New Features / Enhancements in 6.0

• Linux kernel XXX, gcc XXX, glibc XXX, LLVM XXX, and over XXX other recipe upgrades

• Minimum Python version required on the host: XXX.

• New variables:

  • The OPENSSH_HOST_KEY_DIR variable can be used to specify the directory where OpenSSH host keys are stored. The default value is /etc/ssh (addd80d)

  • The OPENSSH_HOST_KEY_DIR_READONLY_CONFIG variable can be used to specify the directory where OpenSSH host keys are stored when the device uses a read-only filesystem. The default value is /var/run/ssh (addd80d)

  • The SPDX_INCLUDE_KERNEL_CONFIG can be set to “1” to export the Linux kernel configuration (CONFIG_* parameters) into the SPDX document when using the create-spdx class (228a968)

  • The SPDX_INCLUDE_PACKAGECONFIG variable can be set to “1” to export a recipe’s PACKAGECONFIG features (enabled/disabled) into the SPDX document when using the create-spdx class (228a968)

  • The SPDX_PACKAGE_URL allows specifying a space-separated list of Package URLs (purls) for the software Package when using the create-spdx class (874b2d3)

  • The SPDX_CONCLUDED_LICENSE allows specifying the hasConcludedLicense object of individual SBOM packages when using the create-spdx class (bb21c6a)

  • The FIT_MKIMAGE_EXTRA_OPTS variable allows passing extra options to the mkimage command when creating a FIT image with the kernel-fit-image class (d925d67)

  • The FIT_CONF_MAPPINGS variable allows mapping extra configurations to existing ones or rename an existing configuration in FIT images created with the kernel-fit-image class (e30f809)

  • The UBOOT_CONFIG_FRAGMENTS and UBOOT_FRAGMENTS allow supplying additional configuration fragments to the existing U-Boot configuration. See the definition of the variables for more information, and the documentation of the uboot-config class (9e96d3d)
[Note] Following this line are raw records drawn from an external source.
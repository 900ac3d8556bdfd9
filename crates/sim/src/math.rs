//! Minimal 2D vector math for the simulation.
//!
//! Trigonometry goes through `libm` so that every peer computes the same
//! bit patterns regardless of platform or libc.

use std::ops::{Add, AddAssign, Mul, Neg, Sub, SubAssign};

/// 2D vector of `f32`.
#[derive(Debug, Clone, Copy, Default, PartialEq)]
pub struct Vec2 {
    pub x: f32,
    pub y: f32,
}

impl Vec2 {
    pub const ZERO: Self = Self { x: 0.0, y: 0.0 };
    pub const ONE: Self = Self { x: 1.0, y: 1.0 };
    pub const UP: Self = Self { x: 0.0, y: 1.0 };

    pub const fn new(x: f32, y: f32) -> Self {
        Self { x, y }
    }

    pub fn dot(self, other: Self) -> f32 {
        self.x * other.x + self.y * other.y
    }

    pub fn magnitude(self) -> f32 {
        self.dot(self).sqrt()
    }

    /// Rotate counter-clockwise by `degrees`.
    pub fn rotate(self, degrees: f32) -> Self {
        let radians = degrees.to_radians();
        let (sin, cos) = (libm::sinf(radians), libm::cosf(radians));
        Self {
            x: self.x * cos - self.y * sin,
            y: self.x * sin + self.y * cos,
        }
    }
}

impl Add for Vec2 {
    type Output = Self;

    fn add(self, rhs: Self) -> Self {
        Self::new(self.x + rhs.x, self.y + rhs.y)
    }
}

impl AddAssign for Vec2 {
    fn add_assign(&mut self, rhs: Self) {
        self.x += rhs.x;
        self.y += rhs.y;
    }
}

impl Sub for Vec2 {
    type Output = Self;

    fn sub(self, rhs: Self) -> Self {
        Self::new(self.x - rhs.x, self.y - rhs.y)
    }
}

impl SubAssign for Vec2 {
    fn sub_assign(&mut self, rhs: Self) {
        self.x -= rhs.x;
        self.y -= rhs.y;
    }
}

impl Mul<f32> for Vec2 {
    type Output = Self;

    fn mul(self, rhs: f32) -> Self {
        Self::new(self.x * rhs, self.y * rhs)
    }
}

impl Mul<Vec2> for f32 {
    type Output = Vec2;

    fn mul(self, rhs: Vec2) -> Vec2 {
        rhs * self
    }
}

impl Neg for Vec2 {
    type Output = Self;

    fn neg(self) -> Self {
        Self::new(-self.x, -self.y)
    }
}

#[cfg(test)]
mod tests {
    use super::*;

    #[test]
    fn test_rotate_quarter_turn() {
        let v = Vec2::UP.rotate(90.0);
        assert!((v.x + 1.0).abs() < 1e-6);
        assert!(v.y.abs() < 1e-6);
    }

    #[test]
    fn test_rotate_is_bit_reproducible() {
        let a = Vec2::new(0.3, -1.7).rotate(-37.25);
        let b = Vec2::new(0.3, -1.7).rotate(-37.25);
        assert_eq!(a.x.to_bits(), b.x.to_bits());
        assert_eq!(a.y.to_bits(), b.y.to_bits());
    }

    #[test]
    fn test_dot_and_magnitude() {
        let v = Vec2::new(3.0, 4.0);
        assert_eq!(v.magnitude(), 5.0);
        assert_eq!(v.dot(Vec2::UP), 4.0);
    }
}
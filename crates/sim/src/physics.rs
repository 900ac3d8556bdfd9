//! Kinematic integration and box trigger detection.

use crate::component::ComponentTable;
use crate::entity::{EntityManager, EntityMask};
use crate::math::Vec2;
use crate::Entity;

/// Rigid body state. Rotation is in degrees.
#[derive(Debug, Clone, Copy, Default, PartialEq)]
pub struct Body {
    pub position: Vec2,
    pub velocity: Vec2,
    pub rotation: f32,
    pub angular_velocity: f32,
}

/// Axis-aligned box collider, `extends` being half the box size.
#[derive(Debug, Clone, Copy, PartialEq)]
pub struct BoxCollider {
    pub extends: Vec2,
}

impl Default for BoxCollider {
    fn default() -> Self {
        Self {
            extends: Vec2::new(0.5, 0.5),
        }
    }
}

impl BoxCollider {
    fn overlaps(self, position: Vec2, other: BoxCollider, other_position: Vec2) -> bool {
        let min = position - self.extends;
        let max = position + self.extends;
        let other_min = other_position - other.extends;
        let other_max = other_position + other.extends;
        min.x < other_max.x && other_min.x < max.x && min.y < other_max.y && other_min.y < max.y
    }
}

/// A pair of entities whose colliders overlap after a step, `first < second`.
#[derive(Debug, Clone, Copy, PartialEq, Eq)]
pub struct Trigger {
    pub first: Entity,
    pub second: Entity,
}

/// Bodies and colliders of one simulation state.
#[derive(Debug, Default, PartialEq)]
pub struct PhysicsManager {
    bodies: ComponentTable<Body>,
    boxes: ComponentTable<BoxCollider>,
}

impl Clone for PhysicsManager {
    fn clone(&self) -> Self {
        Self {
            bodies: self.bodies.clone(),
            boxes: self.boxes.clone(),
        }
    }

    fn clone_from(&mut self, source: &Self) {
        self.bodies.clone_from(&source.bodies);
        self.boxes.clone_from(&source.boxes);
    }
}

impl PhysicsManager {
    pub fn new() -> Self {
        Self::default()
    }

    /// Advance every live body by `dt` seconds, then report overlapping
    /// live colliders in ascending `(first, second)` order.
    pub fn fixed_update(&mut self, entities: &EntityManager, dt: f32) -> Vec<Trigger> {
        for entity in entities.entities_with(EntityMask::BODY2D) {
            if !entities.is_live(entity) {
                continue;
            }
            if let Some(body) = self.bodies.get_mut(entity) {
                body.position += body.velocity * dt;
                body.rotation += body.angular_velocity * dt;
            }
        }

        let colliders: Vec<(Entity, Vec2, BoxCollider)> = entities
            .entities_with(EntityMask::BODY2D | EntityMask::BOX_COLLIDER2D)
            .filter(|&entity| entities.is_live(entity))
            .filter_map(|entity| {
                let body = self.bodies.get(entity)?;
                let collider = self.boxes.get(entity)?;
                Some((entity, body.position, *collider))
            })
            .collect();

        let mut triggers = Vec::new();
        for (i, &(first, position, collider)) in colliders.iter().enumerate() {
            for &(second, other_position, other) in &colliders[i + 1..] {
                if collider.overlaps(position, other, other_position) {
                    triggers.push(Trigger { first, second });
                }
            }
        }
        triggers
    }

    pub fn add_body(&mut self, entity: Entity) {
        self.bodies.insert(entity, Body::default());
    }

    pub fn set_body(&mut self, entity: Entity, body: Body) {
        self.bodies.insert(entity, body);
    }

    pub fn body(&self, entity: Entity) -> Option<&Body> {
        self.bodies.get(entity)
    }

    pub fn body_mut(&mut self, entity: Entity) -> Option<&mut Body> {
        self.bodies.get_mut(entity)
    }

    pub fn set_box(&mut self, entity: Entity, collider: BoxCollider) {
        self.boxes.insert(entity, collider);
    }

    pub fn collider(&self, entity: Entity) -> Option<&BoxCollider> {
        self.boxes.get(entity)
    }

    pub fn remove(&mut self, entity: Entity) {
        self.bodies.remove(entity);
        self.boxes.remove(entity);
    }
}

#[cfg(test)]
mod tests {
    use super::*;

    fn spawn(entities: &mut EntityManager, physics: &mut PhysicsManager, body: Body) -> Entity {
        let entity = entities.create_entity();
        entities.add_component_type(entity, EntityMask::BODY2D | EntityMask::BOX_COLLIDER2D);
        physics.set_body(entity, body);
        physics.set_box(entity, BoxCollider::default());
        entity
    }

    #[test]
    fn test_integration_moves_and_rotates() {
        let mut entities = EntityManager::new();
        let mut physics = PhysicsManager::new();
        let e = spawn(
            &mut entities,
            &mut physics,
            Body {
                velocity: Vec2::new(1.0, -2.0),
                angular_velocity: 90.0,
                ..Body::default()
            },
        );

        physics.fixed_update(&entities, 0.5);

        let body = physics.body(e).expect("body");
        assert_eq!(body.position, Vec2::new(0.5, -1.0));
        assert_eq!(body.rotation, 45.0);
    }

    #[test]
    fn test_destroyed_body_is_frozen_and_silent() {
        let mut entities = EntityManager::new();
        let mut physics = PhysicsManager::new();
        let a = spawn(&mut entities, &mut physics, Body::default());
        let b = spawn(
            &mut entities,
            &mut physics,
            Body {
                velocity: Vec2::new(1.0, 0.0),
                ..Body::default()
            },
        );
        entities.add_component_type(b, EntityMask::DESTROYED);

        let triggers = physics.fixed_update(&entities, 0.1);

        assert!(triggers.is_empty());
        assert_eq!(physics.body(b).expect("body").position, Vec2::ZERO);
        assert_eq!(physics.body(a).expect("body").position, Vec2::ZERO);
    }

    #[test]
    fn test_triggers_are_ordered_pairs() {
        let mut entities = EntityManager::new();
        let mut physics = PhysicsManager::new();
        let far = Body {
            position: Vec2::new(10.0, 10.0),
            ..Body::default()
        };
        let a = spawn(&mut entities, &mut physics, Body::default());
        let _ = spawn(&mut entities, &mut physics, far);
        let c = spawn(
            &mut entities,
            &mut physics,
            Body {
                position: Vec2::new(0.75, 0.0),
                ..Body::default()
            },
        );
        let d = spawn(
            &mut entities,
            &mut physics,
            Body {
                position: Vec2::new(-0.5, 0.5),
                ..Body::default()
            },
        );

        let triggers = physics.fixed_update(&entities, 0.0);

        assert_eq!(
            triggers,
            vec![
                Trigger { first: a, second: c },
                Trigger { first: a, second: d },
            ]
        );
    }
}
//! Input packet validation for the server edge.
//!
//! - Unknown player: DROP
//! - Match not started or already finished: DROP
//! - Frame past the resimulation cap: DROP

use asteroid_sim::{Frame, INPUT_WINDOW_SIZE};
use asteroid_wire::PlayerInputPacket;

/// Result of input validation.
#[derive(Debug, Clone, Copy, PartialEq, Eq)]
pub enum ValidationResult {
    /// Input fed to the input window and relayed.
    Accepted,
    /// Dropped: no client joined with this player number.
    DroppedUnknownPlayer,
    /// Dropped: received before every player joined.
    DroppedNotStarted,
    /// Dropped: received after the match ended.
    DroppedFinished,
    /// Dropped: frame would push the input window past the last validated
    /// frame.
    DroppedBeyondWindow { frame: Frame, max: Frame },
}

impl ValidationResult {
    pub fn is_accepted(&self) -> bool {
        matches!(self, Self::Accepted)
    }
}

/// Match-level facts an input packet is checked against.
#[derive(Debug, Clone, Copy)]
pub struct MatchStatus {
    pub joined_players: usize,
    pub started: bool,
    pub finished: bool,
    pub last_validate_frame: Frame,
}

/// Newest frame the server accepts input for: the window must still hold
/// `last_validate_frame + 1` once the frame is written.
pub fn max_input_frame(last_validate_frame: Frame) -> Frame {
    last_validate_frame + INPUT_WINDOW_SIZE as Frame - 1
}

pub fn validate_input(packet: &PlayerInputPacket, status: MatchStatus) -> ValidationResult {
    if usize::from(packet.player_number) >= status.joined_players {
        return ValidationResult::DroppedUnknownPlayer;
    }
    if !status.started {
        return ValidationResult::DroppedNotStarted;
    }
    if status.finished {
        return ValidationResult::DroppedFinished;
    }
    let max = max_input_frame(status.last_validate_frame);
    if packet.current_frame > max {
        return ValidationResult::DroppedBeyondWindow {
            frame: packet.current_frame,
            max,
        };
    }
    ValidationResult::Accepted
}

#[cfg(test)]
mod tests {
    use super::*;
    use asteroid_sim::PlayerInput;

    fn running(last_validate_frame: Frame) -> MatchStatus {
        MatchStatus {
            joined_players: 2,
            started: true,
            finished: false,
            last_validate_frame,
        }
    }

    fn packet(player_number: u8, current_frame: Frame) -> PlayerInputPacket {
        PlayerInputPacket::new(player_number, current_frame, |_| PlayerInput::UP)
    }

    #[test]
    fn test_accepts_in_window() {
        assert!(validate_input(&packet(1, 30), running(10)).is_accepted());
        assert!(validate_input(&packet(0, 259), running(10)).is_accepted());
    }

    #[test]
    fn test_drops_beyond_window() {
        assert_eq!(
            validate_input(&packet(0, 260), running(10)),
            ValidationResult::DroppedBeyondWindow {
                frame: 260,
                max: 259
            }
        );
    }

    #[test]
    fn test_drops_unknown_player() {
        let status = MatchStatus {
            joined_players: 1,
            started: false,
            finished: false,
            last_validate_frame: 0,
        };
        assert_eq!(
            validate_input(&packet(1, 3), status),
            ValidationResult::DroppedUnknownPlayer
        );
    }

    #[test]
    fn test_drops_before_start_and_after_finish() {
        let mut status = running(0);
        status.started = false;
        assert_eq!(
            validate_input(&packet(0, 3), status),
            ValidationResult::DroppedNotStarted
        );

        let mut status = running(0);
        status.finished = true;
        assert_eq!(
            validate_input(&packet(0, 3), status),
            ValidationResult::DroppedFinished
        );
    }
}
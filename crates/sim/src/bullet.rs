//! Bullet lifetime tracking.

use crate::component::ComponentTable;
use crate::entity::{EntityManager, EntityMask};
use crate::{BULLET_PERIOD, Entity, PlayerNumber};

#[derive(Debug, Clone, Copy, PartialEq)]
pub struct Bullet {
    pub remaining_time: f32,
    pub player_number: PlayerNumber,
}

impl Bullet {
    pub fn new(player_number: PlayerNumber) -> Self {
        Self {
            remaining_time: BULLET_PERIOD,
            player_number,
        }
    }
}

#[derive(Debug, Default, PartialEq)]
pub struct BulletManager {
    bullets: ComponentTable<Bullet>,
}

impl Clone for BulletManager {
    fn clone(&self) -> Self {
        Self {
            bullets: self.bullets.clone(),
        }
    }

    fn clone_from(&mut self, source: &Self) {
        self.bullets.clone_from(&source.bullets);
    }
}

impl BulletManager {
    pub fn new() -> Self {
        Self::default()
    }

    /// Age every live bullet by `dt`; returns those whose lifetime ran out.
    pub fn fixed_update(&mut self, entities: &EntityManager, dt: f32) -> Vec<Entity> {
        let mut expired = Vec::new();
        for entity in entities.entities_with(EntityMask::BULLET) {
            if !entities.is_live(entity) {
                continue;
            }
            if let Some(bullet) = self.bullets.get_mut(entity) {
                bullet.remaining_time -= dt;
                if bullet.remaining_time < 0.0 {
                    expired.push(entity);
                }
            }
        }
        expired
    }

    pub fn insert(&mut self, entity: Entity, bullet: Bullet) {
        self.bullets.insert(entity, bullet);
    }

    pub fn get(&self, entity: Entity) -> Option<&Bullet> {
        self.bullets.get(entity)
    }

    pub fn remove(&mut self, entity: Entity) {
        self.bullets.remove(entity);
    }
}

#[cfg(test)]
mod tests {
    use super::*;
    use crate::FIXED_PERIOD;

    #[test]
    fn test_bullet_expires_after_its_period() {
        let mut entities = EntityManager::new();
        let mut bullets = BulletManager::new();
        let e = entities.create_entity();
        entities.add_component_type(e, EntityMask::BULLET);
        bullets.insert(e, Bullet::new(1));

        let mut steps = 0;
        loop {
            steps += 1;
            if !bullets.fixed_update(&entities, FIXED_PERIOD).is_empty() {
                break;
            }
            assert!(steps < 1000, "bullet never expired");
        }
        // 3 s at 50 Hz, give or take float accumulation.
        assert!((150..=152).contains(&steps), "expired after {steps} steps");
    }

    #[test]
    fn test_destroyed_bullet_does_not_age() {
        let mut entities = EntityManager::new();
        let mut bullets = BulletManager::new();
        let e = entities.create_entity();
        entities.add_component_type(e, EntityMask::BULLET | EntityMask::DESTROYED);
        bullets.insert(e, Bullet::new(0));

        bullets.fixed_update(&entities, 1.0);

        assert_eq!(bullets.get(e).expect("bullet").remaining_time, BULLET_PERIOD);
    }
}
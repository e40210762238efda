//! Pairwise disc collision detection and resolution
//!
//! Two overlapping discs get an impulse-based velocity correction
//! (1D restitution along the contact normal, tangential components kept)
//! followed by a positional de-penetration scaled by inverse mass.
//!
//! The pass is stateless: every tick re-detects contacts from scratch in
//! canonical ascending (i, j > i) order. The order matters numerically when
//! a body overlaps several others in the same tick, so it is fixed here.

use crate::simulation::states::{Body, NVec2, System};

/// Separation below which the contact normal is undefined and the pair
/// is skipped entirely rather than dividing by zero.
const DEGENERATE_DIST: f64 = 1e-10;

/// Resolves disc overlaps with impulse + positional correction
pub struct CollisionResolver {
    pub slop: f64, // penetration depth tolerated without correction
    pub percent: f64, // fraction of the remaining overlap corrected per pass
}

impl CollisionResolver {
    pub fn new(slop: f64, percent: f64) -> Self {
        Self { slop, percent }
    }

    /// Detect and resolve every overlapping pair in `sys`, mutating
    /// velocities (impulse) and positions (de-penetration) in place.
    pub fn resolve(&self, sys: &mut System) {
        let n = sys.bodies.len();
        for i in 0..n {
            for j in (i + 1)..n {
                // Two disjoint &mut into the body list
                let (head, tail) = sys.bodies.split_at_mut(j);
                let bi = &mut head[i];
                let bj = &mut tail[0];

                // A zero-radius body exerts gravity but never collides
                if bi.radius <= 0.0 || bj.radius <= 0.0 {
                    continue;
                }

                let delta = bj.x - bi.x;
                let radius_sum = bi.radius + bj.radius;
                let dist2 = delta.dot(&delta);
                if dist2 > radius_sum * radius_sum {
                    continue;
                }

                let dist = dist2.sqrt();
                if dist < DEGENERATE_DIST {
                    // Coincident centers: no usable contact normal
                    continue;
                }
                let normal = delta / dist;

                Self::resolve_impulse(bi, bj, normal);
                // Positional correction applies whenever overlapping, even
                // when the impulse was skipped for a separating pair
                self.separate_overlap(bi, bj, normal, dist);
            }
        }
    }

    /// Impulse resolution along the contact normal `n` (pointing i -> j).
    ///
    /// Velocities are decomposed into tangential (kept) and normal
    /// (replaced) components; the new normal speeds come from the 1D
    /// restitution formula with `e = min(e_i, e_j)`.
    fn resolve_impulse(bi: &mut Body, bj: &mut Body, normal: NVec2) {
        debug_assert!(bi.m > 0.0 && bj.m > 0.0);

        let v1 = bi.v.dot(&normal);
        let v2 = bj.v.dot(&normal);

        // Only resolve approaching pairs. Touching a pair that is already
        // separating along the normal would add energy to the system.
        if v1 - v2 <= 0.0 {
            return;
        }

        let e = bi.restitution.min(bj.restitution);

        let p1 = bi.m * v1;
        let p2 = bj.m * v2;
        let mass_sum = bi.m + bj.m;

        // v' = (1 + e)(p1 + p2) / (m1 + m2) - e * v
        let v1_after = (1.0 + e) * (p1 + p2) / mass_sum - e * v1;
        let v2_after = (1.0 + e) * (p1 + p2) / mass_sum - e * v2;

        let t1 = bi.v - v1 * normal;
        let t2 = bj.v - v2 * normal;

        bi.v = t1 + v1_after * normal;
        bj.v = t2 + v2_after * normal;
    }

    /// Baumgarte-style positional correction: push the pair apart along the
    /// normal by `percent` of the penetration beyond `slop`, split by
    /// inverse mass so the heavier body moves less.
    fn separate_overlap(&self, bi: &mut Body, bj: &mut Body, normal: NVec2, dist: f64) {
        let penetration = (bi.radius + bj.radius) - dist;
        debug_assert!(penetration >= 0.0);

        let inv_m1 = 1.0 / bi.m;
        let inv_m2 = 1.0 / bj.m;

        let corr_mag = self.percent * (penetration - self.slop).max(0.0) / (inv_m1 + inv_m2);
        let correction = corr_mag * normal;

        bi.x -= inv_m1 * correction;
        bj.x += inv_m2 * correction;
    }
}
  • The IMAGE_EXTRA_PARTITION_FILES allows specifying extra files from the deploy directory (DEPLOY_DIR_IMAGE) to install in a WIC partition created with the extra_partition plugin (e152607)

• Kernel-related changes:

• New core recipes:

  • libconfig: Import recipe from https://git.openembedded.org/meta-openembedded/, needed by one of the Mesa recipes (1a0196a)

  • python3-sphinxcontrib-svg2pdfconverter: Used for the generation of the Yocto Project documentation (f3f0019)

  • python3-pyzstd: Import from meta-python, needed by the ukify tool of systemd v258 (88a2713)

  • python3-uv-build: This recipe adds the uv Python build backend, required by python3-cryptography (0880cd2)

  • blueprint-compiler: Add the recipe as it became a dependency of the epiphany recipe after its upgrade to 49.2 (4212392)

• New core classes:

• Global configuration changes:

  • base-passwd: Add a clock group as systemd version v258 introduces this group to enable applications like linuxptp to open clocks without root privileges (aad8493)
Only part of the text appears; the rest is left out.